Collected data:
......

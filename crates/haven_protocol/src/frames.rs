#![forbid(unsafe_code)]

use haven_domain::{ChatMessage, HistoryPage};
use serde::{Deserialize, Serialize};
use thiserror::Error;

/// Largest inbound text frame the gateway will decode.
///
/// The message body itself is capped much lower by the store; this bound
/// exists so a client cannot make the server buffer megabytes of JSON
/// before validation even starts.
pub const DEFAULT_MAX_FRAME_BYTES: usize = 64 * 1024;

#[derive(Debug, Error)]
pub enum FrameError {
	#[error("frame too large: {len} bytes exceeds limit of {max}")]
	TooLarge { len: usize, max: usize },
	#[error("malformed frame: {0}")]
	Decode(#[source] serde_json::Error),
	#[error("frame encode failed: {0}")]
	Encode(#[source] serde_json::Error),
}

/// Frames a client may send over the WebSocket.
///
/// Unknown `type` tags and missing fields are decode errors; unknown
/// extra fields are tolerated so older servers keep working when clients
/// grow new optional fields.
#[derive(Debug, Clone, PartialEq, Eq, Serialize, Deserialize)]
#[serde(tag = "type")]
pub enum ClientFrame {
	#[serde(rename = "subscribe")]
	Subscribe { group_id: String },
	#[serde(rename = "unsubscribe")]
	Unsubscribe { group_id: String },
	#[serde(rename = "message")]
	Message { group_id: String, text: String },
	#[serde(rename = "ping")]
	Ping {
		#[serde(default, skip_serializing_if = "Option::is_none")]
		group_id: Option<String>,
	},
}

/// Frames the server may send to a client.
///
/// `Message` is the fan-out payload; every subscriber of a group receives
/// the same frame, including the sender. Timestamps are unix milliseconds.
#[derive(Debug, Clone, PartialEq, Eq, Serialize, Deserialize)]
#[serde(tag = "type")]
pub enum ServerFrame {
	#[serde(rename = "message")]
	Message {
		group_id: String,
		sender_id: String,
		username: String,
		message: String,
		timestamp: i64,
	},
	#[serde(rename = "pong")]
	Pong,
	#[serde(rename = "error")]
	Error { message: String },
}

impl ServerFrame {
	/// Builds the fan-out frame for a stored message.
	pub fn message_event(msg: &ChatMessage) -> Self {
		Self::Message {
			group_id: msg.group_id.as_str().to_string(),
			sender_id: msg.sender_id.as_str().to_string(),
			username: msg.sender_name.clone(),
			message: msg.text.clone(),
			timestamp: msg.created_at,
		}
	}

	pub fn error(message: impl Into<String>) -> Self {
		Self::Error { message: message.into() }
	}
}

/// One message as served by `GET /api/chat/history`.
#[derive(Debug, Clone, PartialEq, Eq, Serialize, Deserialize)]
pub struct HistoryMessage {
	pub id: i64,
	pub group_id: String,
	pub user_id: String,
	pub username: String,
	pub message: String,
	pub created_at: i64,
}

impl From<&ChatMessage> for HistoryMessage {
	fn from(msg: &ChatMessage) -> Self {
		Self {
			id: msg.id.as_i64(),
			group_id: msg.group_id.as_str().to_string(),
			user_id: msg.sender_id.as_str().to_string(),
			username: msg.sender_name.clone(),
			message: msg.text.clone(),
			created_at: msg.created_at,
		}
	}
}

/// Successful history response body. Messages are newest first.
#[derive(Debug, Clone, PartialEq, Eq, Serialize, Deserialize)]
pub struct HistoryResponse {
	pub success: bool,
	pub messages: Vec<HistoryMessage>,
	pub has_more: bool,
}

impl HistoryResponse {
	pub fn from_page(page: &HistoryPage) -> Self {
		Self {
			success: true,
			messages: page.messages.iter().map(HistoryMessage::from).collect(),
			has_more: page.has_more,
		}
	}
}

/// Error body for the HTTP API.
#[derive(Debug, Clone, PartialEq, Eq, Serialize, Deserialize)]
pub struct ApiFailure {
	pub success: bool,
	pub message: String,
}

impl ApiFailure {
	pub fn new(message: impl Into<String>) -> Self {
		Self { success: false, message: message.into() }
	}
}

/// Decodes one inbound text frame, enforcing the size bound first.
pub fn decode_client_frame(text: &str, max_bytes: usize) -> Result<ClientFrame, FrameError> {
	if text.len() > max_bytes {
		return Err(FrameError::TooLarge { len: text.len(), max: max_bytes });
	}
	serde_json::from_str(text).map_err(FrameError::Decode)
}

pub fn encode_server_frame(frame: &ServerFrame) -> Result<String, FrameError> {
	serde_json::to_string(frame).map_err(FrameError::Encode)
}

......

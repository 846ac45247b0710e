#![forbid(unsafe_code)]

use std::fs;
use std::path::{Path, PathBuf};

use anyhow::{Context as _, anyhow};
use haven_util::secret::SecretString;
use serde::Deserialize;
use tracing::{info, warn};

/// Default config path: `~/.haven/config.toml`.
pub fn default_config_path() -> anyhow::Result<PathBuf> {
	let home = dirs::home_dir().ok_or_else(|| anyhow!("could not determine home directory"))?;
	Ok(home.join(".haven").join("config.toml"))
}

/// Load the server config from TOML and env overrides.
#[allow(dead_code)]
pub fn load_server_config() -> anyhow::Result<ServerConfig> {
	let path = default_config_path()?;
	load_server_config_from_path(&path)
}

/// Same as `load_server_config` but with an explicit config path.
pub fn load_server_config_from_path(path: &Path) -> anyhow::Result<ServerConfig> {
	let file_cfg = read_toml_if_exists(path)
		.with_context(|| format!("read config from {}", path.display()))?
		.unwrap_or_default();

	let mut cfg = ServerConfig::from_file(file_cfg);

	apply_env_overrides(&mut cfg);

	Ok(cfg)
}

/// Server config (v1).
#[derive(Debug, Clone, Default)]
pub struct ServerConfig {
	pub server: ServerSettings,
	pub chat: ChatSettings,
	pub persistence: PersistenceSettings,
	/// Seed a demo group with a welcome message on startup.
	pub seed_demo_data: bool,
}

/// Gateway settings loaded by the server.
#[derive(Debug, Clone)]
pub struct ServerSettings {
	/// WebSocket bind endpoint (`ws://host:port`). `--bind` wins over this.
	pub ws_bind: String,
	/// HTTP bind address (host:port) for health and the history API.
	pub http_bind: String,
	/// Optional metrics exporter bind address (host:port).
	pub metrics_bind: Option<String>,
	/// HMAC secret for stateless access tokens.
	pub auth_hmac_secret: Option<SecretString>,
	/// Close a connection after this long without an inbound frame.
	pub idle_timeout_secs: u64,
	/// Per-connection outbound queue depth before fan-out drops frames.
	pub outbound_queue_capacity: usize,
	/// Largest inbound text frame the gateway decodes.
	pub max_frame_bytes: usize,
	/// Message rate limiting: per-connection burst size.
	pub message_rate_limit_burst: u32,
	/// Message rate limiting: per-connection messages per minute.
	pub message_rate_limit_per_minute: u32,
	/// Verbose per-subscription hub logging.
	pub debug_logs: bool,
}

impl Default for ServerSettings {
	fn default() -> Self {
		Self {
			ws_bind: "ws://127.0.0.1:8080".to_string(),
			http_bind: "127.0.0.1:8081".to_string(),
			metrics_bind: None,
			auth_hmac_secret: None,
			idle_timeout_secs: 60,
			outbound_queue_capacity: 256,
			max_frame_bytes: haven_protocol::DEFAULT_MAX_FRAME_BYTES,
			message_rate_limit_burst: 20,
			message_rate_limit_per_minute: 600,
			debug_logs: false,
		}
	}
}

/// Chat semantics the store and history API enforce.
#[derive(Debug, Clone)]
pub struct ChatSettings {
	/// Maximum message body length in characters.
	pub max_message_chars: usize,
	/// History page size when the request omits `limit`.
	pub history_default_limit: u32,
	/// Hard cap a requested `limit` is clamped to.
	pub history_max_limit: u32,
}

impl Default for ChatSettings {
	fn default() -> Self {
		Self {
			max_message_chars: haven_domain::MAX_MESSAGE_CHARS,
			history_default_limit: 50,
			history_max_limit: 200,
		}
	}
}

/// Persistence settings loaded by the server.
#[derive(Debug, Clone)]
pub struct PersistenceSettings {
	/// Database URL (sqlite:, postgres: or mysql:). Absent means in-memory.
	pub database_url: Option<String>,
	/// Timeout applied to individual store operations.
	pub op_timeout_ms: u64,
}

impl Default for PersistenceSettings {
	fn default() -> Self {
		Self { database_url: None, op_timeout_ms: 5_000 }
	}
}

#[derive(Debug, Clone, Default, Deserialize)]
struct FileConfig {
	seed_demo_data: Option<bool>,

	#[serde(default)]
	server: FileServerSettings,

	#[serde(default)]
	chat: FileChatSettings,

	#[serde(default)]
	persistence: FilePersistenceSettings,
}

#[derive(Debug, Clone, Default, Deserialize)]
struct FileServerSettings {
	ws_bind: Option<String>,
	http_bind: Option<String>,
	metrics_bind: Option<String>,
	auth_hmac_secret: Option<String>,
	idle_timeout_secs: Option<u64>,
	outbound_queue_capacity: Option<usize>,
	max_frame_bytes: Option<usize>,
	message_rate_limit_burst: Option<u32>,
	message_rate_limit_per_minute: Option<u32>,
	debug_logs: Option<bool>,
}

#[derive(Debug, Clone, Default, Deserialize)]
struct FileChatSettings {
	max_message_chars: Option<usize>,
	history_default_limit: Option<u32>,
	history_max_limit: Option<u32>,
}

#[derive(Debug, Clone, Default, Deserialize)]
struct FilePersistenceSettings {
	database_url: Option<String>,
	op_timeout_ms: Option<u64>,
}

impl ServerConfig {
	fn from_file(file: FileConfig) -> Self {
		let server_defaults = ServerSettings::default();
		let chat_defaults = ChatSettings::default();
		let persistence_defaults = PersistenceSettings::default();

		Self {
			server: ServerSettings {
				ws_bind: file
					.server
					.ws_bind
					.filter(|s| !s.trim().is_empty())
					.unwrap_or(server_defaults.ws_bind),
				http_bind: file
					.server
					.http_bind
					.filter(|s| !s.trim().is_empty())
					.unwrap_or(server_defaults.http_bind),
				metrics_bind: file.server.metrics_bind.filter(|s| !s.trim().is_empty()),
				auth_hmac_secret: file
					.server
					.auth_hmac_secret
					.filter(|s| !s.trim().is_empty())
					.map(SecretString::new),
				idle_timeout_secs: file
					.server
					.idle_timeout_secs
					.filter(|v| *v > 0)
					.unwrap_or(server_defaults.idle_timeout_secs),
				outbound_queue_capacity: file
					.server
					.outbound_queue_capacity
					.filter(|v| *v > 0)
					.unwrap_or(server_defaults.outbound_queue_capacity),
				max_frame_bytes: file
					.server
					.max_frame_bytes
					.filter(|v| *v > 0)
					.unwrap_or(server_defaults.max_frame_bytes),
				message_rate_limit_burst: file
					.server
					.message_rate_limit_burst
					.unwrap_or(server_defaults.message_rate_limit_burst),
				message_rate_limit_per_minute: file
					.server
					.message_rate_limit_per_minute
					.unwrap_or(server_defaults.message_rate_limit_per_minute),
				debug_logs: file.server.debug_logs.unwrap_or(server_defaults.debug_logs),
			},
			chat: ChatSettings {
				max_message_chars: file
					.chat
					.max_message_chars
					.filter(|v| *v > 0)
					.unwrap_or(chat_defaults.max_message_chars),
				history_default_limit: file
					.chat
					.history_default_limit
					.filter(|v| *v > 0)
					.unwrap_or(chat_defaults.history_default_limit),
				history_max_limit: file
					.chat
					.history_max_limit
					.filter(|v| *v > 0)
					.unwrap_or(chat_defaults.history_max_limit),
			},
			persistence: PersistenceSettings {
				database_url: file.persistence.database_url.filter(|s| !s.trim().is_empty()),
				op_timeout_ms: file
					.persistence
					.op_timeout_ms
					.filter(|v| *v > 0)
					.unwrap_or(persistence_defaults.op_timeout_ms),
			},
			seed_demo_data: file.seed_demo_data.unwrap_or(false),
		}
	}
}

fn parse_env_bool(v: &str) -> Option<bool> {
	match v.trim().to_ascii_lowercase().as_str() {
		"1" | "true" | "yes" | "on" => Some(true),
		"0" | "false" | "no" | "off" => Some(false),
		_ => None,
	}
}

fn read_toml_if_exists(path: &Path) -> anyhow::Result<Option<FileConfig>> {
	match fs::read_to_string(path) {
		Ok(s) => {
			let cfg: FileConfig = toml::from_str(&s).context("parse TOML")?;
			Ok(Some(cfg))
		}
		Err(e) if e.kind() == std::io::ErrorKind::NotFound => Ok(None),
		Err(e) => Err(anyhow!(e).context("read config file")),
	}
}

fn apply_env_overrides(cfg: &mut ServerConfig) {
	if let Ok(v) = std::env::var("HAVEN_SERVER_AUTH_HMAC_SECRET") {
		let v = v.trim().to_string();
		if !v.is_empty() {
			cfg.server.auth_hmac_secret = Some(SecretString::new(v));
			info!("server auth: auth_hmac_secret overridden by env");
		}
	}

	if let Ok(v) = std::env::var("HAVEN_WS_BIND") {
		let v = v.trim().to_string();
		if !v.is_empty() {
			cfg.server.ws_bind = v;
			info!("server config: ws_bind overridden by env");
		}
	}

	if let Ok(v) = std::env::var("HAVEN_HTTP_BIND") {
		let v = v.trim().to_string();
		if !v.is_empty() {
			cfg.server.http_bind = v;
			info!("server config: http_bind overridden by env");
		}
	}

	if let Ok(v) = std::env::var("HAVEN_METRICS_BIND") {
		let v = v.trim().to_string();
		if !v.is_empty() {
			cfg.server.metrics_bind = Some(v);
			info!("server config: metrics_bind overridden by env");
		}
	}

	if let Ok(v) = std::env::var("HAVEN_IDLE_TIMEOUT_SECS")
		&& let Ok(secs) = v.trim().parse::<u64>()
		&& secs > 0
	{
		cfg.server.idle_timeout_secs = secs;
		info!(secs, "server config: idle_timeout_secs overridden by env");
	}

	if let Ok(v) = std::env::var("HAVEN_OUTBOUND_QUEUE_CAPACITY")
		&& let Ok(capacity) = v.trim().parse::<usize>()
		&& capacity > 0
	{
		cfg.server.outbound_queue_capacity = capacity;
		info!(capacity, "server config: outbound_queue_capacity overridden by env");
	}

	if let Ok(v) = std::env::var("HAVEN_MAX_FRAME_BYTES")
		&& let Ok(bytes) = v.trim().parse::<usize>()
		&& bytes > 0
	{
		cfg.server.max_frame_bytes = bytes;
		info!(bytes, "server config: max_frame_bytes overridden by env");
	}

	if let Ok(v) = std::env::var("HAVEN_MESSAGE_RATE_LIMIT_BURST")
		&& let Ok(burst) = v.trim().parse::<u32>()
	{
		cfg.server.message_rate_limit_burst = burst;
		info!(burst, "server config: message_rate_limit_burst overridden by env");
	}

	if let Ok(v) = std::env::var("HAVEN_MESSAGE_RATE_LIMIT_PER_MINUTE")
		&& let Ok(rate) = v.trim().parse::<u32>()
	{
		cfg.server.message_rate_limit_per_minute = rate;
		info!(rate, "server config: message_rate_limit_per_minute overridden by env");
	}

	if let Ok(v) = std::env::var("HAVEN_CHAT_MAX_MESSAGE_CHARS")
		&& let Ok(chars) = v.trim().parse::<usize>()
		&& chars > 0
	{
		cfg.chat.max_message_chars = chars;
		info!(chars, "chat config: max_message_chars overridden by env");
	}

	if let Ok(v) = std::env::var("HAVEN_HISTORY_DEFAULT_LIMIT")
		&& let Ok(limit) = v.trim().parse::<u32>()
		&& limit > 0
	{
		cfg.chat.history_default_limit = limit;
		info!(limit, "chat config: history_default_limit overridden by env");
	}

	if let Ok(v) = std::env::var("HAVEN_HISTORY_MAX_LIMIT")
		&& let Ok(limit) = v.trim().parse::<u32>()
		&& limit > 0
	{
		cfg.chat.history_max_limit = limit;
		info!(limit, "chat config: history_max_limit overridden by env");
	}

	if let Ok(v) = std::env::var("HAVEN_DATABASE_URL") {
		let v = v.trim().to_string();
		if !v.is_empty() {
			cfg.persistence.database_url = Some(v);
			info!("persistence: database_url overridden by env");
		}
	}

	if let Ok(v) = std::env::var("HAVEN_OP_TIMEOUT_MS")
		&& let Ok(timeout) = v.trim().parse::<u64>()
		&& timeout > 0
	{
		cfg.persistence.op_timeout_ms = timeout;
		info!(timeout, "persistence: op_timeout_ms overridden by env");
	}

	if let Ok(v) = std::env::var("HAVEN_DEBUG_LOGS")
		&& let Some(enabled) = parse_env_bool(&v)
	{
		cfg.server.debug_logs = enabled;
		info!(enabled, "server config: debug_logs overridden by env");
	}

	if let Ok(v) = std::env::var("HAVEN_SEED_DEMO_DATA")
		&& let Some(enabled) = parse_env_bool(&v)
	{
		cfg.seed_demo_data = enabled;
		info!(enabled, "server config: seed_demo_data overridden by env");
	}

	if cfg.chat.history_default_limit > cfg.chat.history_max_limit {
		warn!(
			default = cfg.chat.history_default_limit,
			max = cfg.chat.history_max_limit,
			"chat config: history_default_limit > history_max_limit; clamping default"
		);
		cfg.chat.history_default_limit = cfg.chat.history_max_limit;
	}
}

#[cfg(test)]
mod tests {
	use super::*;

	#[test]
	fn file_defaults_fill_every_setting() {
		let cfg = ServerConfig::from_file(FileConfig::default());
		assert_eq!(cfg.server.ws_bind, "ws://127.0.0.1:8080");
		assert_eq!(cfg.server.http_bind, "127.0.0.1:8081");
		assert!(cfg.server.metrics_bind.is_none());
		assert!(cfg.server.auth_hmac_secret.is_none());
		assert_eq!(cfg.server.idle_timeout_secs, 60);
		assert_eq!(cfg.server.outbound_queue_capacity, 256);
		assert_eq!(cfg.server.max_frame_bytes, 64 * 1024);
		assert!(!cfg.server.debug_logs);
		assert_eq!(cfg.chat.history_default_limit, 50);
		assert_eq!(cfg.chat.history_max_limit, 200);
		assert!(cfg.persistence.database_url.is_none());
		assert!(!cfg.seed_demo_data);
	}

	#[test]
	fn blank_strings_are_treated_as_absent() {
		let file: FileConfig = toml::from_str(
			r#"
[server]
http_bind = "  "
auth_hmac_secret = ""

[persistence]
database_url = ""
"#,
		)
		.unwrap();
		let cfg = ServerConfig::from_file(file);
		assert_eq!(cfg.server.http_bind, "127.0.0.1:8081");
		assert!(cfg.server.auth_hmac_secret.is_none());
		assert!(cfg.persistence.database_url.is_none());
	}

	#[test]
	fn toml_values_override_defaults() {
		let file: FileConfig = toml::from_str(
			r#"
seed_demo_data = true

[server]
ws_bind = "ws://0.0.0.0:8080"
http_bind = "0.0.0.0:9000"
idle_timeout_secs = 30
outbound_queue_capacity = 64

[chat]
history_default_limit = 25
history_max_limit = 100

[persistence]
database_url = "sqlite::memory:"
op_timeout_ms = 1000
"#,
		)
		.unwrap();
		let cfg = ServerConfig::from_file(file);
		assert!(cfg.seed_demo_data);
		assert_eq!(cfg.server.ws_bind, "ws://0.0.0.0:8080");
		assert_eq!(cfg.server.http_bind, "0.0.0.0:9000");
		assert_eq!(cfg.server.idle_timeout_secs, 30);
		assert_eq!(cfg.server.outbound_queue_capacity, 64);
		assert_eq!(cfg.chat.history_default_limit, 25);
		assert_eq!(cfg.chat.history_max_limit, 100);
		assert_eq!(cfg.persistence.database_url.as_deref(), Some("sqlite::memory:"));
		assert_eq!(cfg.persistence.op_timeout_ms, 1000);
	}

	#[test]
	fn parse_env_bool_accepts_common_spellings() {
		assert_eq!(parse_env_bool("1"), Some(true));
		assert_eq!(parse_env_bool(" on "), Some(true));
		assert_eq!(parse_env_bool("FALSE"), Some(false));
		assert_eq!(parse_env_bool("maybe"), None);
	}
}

......

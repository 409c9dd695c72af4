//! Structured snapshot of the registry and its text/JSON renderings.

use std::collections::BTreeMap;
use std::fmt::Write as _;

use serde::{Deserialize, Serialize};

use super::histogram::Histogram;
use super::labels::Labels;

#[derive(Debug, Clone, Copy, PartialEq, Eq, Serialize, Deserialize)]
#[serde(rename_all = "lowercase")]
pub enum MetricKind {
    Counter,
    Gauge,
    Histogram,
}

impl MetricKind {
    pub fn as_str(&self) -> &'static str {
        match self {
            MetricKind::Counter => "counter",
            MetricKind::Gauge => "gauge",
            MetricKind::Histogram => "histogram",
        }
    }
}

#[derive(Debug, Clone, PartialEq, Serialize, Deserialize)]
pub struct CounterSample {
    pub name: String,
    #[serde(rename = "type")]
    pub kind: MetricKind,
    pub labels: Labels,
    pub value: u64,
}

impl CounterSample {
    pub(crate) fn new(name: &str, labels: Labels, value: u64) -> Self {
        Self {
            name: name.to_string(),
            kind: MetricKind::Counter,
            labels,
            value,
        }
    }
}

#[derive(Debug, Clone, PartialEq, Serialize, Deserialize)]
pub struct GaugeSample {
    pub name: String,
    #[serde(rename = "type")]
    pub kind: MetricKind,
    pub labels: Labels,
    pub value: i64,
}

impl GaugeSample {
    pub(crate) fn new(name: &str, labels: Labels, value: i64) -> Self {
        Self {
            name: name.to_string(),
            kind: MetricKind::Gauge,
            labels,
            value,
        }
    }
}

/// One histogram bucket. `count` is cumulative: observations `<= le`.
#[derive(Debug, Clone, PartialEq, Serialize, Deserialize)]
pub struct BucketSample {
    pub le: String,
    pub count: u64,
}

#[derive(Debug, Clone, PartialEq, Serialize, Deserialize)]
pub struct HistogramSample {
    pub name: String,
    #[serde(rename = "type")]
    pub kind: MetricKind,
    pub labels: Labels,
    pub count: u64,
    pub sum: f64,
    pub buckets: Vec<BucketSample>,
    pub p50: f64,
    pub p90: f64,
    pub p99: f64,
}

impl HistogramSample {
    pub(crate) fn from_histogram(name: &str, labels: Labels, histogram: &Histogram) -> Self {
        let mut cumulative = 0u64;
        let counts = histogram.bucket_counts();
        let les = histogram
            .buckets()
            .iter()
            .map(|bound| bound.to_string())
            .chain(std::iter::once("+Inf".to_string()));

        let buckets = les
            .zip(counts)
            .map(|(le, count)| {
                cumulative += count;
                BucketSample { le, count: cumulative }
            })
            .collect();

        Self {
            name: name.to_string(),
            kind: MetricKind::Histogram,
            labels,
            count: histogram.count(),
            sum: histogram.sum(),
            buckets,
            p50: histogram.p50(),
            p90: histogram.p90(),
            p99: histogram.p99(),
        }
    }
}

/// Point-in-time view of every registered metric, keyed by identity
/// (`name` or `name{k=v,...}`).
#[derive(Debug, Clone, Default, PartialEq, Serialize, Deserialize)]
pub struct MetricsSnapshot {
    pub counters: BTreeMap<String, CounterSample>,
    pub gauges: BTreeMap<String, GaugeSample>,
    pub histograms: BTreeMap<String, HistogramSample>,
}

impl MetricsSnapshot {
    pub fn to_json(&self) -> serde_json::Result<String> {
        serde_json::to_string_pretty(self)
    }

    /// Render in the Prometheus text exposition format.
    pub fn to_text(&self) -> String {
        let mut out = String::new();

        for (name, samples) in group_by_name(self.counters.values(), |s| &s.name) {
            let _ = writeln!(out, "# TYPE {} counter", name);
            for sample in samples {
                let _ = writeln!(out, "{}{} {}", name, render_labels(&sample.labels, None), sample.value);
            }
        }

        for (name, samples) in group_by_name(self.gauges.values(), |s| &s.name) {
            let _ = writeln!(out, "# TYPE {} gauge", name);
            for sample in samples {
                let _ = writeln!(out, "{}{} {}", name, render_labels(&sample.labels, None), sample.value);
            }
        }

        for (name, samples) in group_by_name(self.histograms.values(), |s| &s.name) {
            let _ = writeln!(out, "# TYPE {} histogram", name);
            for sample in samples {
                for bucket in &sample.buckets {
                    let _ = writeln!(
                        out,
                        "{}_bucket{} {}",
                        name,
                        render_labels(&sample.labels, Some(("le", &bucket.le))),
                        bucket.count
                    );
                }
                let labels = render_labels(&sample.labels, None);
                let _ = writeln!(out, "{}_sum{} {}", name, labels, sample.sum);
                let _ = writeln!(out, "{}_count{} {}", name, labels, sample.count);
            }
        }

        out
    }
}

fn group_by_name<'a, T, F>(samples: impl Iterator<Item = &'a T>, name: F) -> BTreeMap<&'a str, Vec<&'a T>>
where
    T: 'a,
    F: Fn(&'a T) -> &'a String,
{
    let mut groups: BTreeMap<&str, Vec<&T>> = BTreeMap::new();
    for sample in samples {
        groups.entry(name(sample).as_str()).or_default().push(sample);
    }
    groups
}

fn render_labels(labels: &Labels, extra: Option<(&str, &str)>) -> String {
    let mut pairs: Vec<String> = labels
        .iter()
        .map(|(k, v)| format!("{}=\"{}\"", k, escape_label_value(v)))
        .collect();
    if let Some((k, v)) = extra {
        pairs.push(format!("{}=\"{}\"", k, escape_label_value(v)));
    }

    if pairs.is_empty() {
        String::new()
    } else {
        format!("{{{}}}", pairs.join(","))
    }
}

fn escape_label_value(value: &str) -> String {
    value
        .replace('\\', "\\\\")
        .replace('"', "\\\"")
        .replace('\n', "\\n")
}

......

• [DIRECTIONS FOR THIS TASK]: Every line in the data that holds the string "body" should be copied.

• [TASK RESPONSE]:
/// The message body itself is capped much lower by the store; this bound
/// Successful history response body. Messages are newest first.
/// Error body for the HTTP API.
	/// Maximum message body length in characters.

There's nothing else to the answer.